The question of O’Conner’s racism has peppered Hawke’s publicity tour. My fellow Pamphleteer colleague Jerod Ra’Del Hollyfield reports that Hawke addressed these questions when the tour stopped at Nashville’s Belcourt Theater earlier this month.

[O’Connor’s legacy] has come under fire in the post-Floyd years with a spate of articles interrogating her racism that remain firmly in place near the top of Google search results for her name. When Hawke was asked this inevitable question, his response was refreshingly measured. “People who view her that way aren’t really upset with her. They are upset with America.”

Speaking to the Milwaukee audience, Hawk didn’t mince words about O’Connor’s racist views but offered grace in the face of her alleged complicity. He didn’t feel the need to defend O’Connor’s more questionable content but suggested a nuanced view that offering grace is valuable to protect works of genius that are beneficial for society. If we’re all hypocrites, we must show each other grace.
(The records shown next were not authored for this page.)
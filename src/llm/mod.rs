pub mod chat;
pub mod moderation;

use reqwest::{ Client as HttpClient, header::{ HeaderMap, HeaderValue, CONTENT_TYPE, AUTHORIZATION } };
use std::error::Error as StdError;
use std::time::Duration;

/// Connection settings shared by both OpenAI endpoints.
#[derive(Debug, Clone)]
pub struct OpenAiConfig {
    pub api_key: String,
    pub moderation_url: String,
    pub chat_url: String,
    pub chat_model: String,
    /// No bound is applied when unset; a hung upstream call then hangs the request.
    pub request_timeout: Option<Duration>,
}

pub(crate) fn build_http_client(
    config: &OpenAiConfig
) -> Result<HttpClient, Box<dyn StdError + Send + Sync>> {
    let mut headers = HeaderMap::new();
    headers.insert(CONTENT_TYPE, HeaderValue::from_static("application/json"));
    headers.insert(
        AUTHORIZATION,
        HeaderValue::from_str(&format!("Bearer {}", config.api_key))
            .map_err(|e| format!("Invalid API key format: {}", e))?
    );

    let mut builder = HttpClient::builder().default_headers(headers);
    if let Some(timeout) = config.request_timeout {
        builder = builder.timeout(timeout);
    }

    builder.build().map_err(|e| Box::new(e) as Box<dyn StdError + Send + Sync>)
}
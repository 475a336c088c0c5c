use serde::{ Serialize, Deserialize };

#[derive(Clone, Copy, Debug, PartialEq, Eq, Serialize, Deserialize)]
#[serde(rename_all = "lowercase")]
pub enum Role {
    System,
    User,
    Assistant,
}

#[derive(Clone, Debug, Serialize, Deserialize)]
pub struct ChatMessage {
    pub role: Role,
    pub content: String,
}

/// Inbound body shape for the chat endpoint.
#[derive(Clone, Debug, Deserialize)]
pub struct ChatRequest {
    pub messages: Vec<ChatMessage>,
}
“America is a racist country,” he said. “And you have to understand that all the little people, average people at this time did little about it. You have to think what your grandchildren in 50 years will think about you now. How can you drive two hours from Chicago to Milwaukee while the planet is on fire? How can you eat sausage knowing where the meat comes from? We’re all hypocrites, but there needs to be grace.”

Speaking to an audience at New York City’s Angelia Film Center on May 3, he affirmed that “the best of herself is pretty manifest in her fiction. Flannery O’Connor is like our country. She’s a recovering racist.” He continues, “She wrote what she knew and you can deal with that as you will. She’s not trying to make the world right by her writing. She’s just trying to tell her stories.”

Hawke did admit in an interview with IndieWire that the discovery of her racist letters had made him reconsider the project. “I didn’t know any of that until we were deep in this project, and I said to Maya, ‘Well, do we quit? How afraid of this conversation are we?’” He decided to continue with the project, believing that it is unwise to throw away geniuses, particularly one that was deeply influential to his life and spirituality.

“I decided that I wasn’t scared of this conversation,” he told IndieWire. “And that if she makes people angry, they have a right to be angry, and let’s talk about that because it doesn’t do us any good to just ignore it.”

Maya Hawke echoed this view in an interview with Roman Catholic apologist Bishop Robert Barron, saying, “Whether you like her or not — whether you think she is a good person or not — it doesn’t matter. We should talk about her.”